Information supplied section start

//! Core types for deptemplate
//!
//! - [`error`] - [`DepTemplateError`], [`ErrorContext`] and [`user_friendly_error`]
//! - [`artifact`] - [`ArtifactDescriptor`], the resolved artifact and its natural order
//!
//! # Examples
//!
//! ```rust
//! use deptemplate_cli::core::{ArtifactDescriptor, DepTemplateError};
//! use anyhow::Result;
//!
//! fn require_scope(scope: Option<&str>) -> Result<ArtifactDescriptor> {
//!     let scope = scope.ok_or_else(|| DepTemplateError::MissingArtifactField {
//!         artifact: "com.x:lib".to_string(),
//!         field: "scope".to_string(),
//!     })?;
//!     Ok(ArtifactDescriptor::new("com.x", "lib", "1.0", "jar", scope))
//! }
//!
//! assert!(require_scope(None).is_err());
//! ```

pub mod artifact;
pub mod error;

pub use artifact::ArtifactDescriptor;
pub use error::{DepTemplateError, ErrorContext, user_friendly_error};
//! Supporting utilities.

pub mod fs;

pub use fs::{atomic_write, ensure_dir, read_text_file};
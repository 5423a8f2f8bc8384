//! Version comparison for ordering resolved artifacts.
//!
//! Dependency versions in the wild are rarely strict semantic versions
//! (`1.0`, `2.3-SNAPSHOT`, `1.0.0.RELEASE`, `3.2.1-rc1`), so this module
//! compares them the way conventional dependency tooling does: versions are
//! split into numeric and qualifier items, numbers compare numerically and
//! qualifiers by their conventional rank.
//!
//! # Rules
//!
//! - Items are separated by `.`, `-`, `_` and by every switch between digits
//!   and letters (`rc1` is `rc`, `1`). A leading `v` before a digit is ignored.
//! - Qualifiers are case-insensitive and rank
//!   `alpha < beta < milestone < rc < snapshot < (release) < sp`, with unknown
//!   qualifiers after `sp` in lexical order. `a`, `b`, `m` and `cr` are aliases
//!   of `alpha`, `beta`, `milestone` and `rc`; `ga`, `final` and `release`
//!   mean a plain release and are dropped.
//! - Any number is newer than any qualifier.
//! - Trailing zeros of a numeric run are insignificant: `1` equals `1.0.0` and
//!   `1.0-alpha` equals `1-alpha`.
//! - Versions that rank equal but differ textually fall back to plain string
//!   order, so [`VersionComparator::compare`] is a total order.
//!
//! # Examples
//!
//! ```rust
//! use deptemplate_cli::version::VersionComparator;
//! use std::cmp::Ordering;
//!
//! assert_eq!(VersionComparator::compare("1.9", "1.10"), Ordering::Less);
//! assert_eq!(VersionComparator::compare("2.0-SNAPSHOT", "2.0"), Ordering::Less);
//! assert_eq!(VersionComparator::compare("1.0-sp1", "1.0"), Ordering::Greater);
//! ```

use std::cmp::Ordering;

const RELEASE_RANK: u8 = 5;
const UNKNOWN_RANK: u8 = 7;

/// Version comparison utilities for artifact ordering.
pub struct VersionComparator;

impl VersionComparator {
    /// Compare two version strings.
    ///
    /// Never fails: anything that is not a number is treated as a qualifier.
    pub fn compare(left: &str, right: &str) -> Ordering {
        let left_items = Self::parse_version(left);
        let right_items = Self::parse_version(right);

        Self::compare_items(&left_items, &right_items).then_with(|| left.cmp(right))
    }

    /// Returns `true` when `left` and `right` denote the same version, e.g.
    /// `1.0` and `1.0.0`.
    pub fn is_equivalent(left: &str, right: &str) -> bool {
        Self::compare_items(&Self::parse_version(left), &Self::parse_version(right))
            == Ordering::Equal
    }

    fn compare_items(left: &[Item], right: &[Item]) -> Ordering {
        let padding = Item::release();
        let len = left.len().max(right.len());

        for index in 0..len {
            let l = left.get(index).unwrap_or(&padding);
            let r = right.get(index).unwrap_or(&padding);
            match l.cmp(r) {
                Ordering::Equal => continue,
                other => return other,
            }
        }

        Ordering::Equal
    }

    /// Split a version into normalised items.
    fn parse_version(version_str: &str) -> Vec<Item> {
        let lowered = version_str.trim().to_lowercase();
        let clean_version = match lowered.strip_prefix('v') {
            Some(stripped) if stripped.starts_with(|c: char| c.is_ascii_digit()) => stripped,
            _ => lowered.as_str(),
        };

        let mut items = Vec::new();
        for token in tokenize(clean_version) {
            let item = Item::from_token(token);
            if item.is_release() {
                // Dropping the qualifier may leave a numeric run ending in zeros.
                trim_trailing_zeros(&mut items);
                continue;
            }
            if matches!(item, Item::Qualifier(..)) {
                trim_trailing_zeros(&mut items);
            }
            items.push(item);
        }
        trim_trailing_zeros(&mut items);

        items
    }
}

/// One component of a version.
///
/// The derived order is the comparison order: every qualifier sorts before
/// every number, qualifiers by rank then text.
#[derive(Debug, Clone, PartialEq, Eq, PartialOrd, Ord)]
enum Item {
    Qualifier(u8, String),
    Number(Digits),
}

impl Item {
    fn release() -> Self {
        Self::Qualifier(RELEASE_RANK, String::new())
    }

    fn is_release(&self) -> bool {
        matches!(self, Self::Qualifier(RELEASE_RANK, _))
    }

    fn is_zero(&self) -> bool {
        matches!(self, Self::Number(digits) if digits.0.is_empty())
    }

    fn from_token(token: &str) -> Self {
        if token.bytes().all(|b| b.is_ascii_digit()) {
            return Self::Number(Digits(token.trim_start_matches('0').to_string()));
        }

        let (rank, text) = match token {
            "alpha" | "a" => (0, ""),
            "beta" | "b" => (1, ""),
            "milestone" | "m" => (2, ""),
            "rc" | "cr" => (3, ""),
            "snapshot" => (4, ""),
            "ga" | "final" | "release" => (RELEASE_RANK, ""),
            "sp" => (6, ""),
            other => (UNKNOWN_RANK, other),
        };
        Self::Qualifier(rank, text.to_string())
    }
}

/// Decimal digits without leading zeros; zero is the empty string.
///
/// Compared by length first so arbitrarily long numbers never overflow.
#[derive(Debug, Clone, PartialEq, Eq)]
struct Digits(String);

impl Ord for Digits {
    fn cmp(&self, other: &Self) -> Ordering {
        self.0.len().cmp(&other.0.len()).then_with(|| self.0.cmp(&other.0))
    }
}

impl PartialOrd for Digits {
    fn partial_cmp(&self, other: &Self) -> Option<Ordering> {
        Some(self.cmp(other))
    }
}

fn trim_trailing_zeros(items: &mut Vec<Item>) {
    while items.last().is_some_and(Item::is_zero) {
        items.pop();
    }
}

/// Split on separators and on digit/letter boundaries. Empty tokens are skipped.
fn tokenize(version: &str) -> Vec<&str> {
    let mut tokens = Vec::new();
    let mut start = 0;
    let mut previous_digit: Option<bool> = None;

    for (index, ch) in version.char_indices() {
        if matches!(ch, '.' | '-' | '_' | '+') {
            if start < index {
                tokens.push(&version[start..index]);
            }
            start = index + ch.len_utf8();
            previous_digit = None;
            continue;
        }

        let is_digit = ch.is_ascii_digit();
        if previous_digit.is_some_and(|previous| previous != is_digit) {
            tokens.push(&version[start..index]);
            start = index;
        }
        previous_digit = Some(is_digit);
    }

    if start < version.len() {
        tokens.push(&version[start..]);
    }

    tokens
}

Information supplied section end

### Work to be completed
Copy each line of the records containing the string "PartialOrd".

### Answer to the problem
#[derive(Debug, Clone, PartialEq, Eq, PartialOrd, Ord)]
impl PartialOrd for Digits {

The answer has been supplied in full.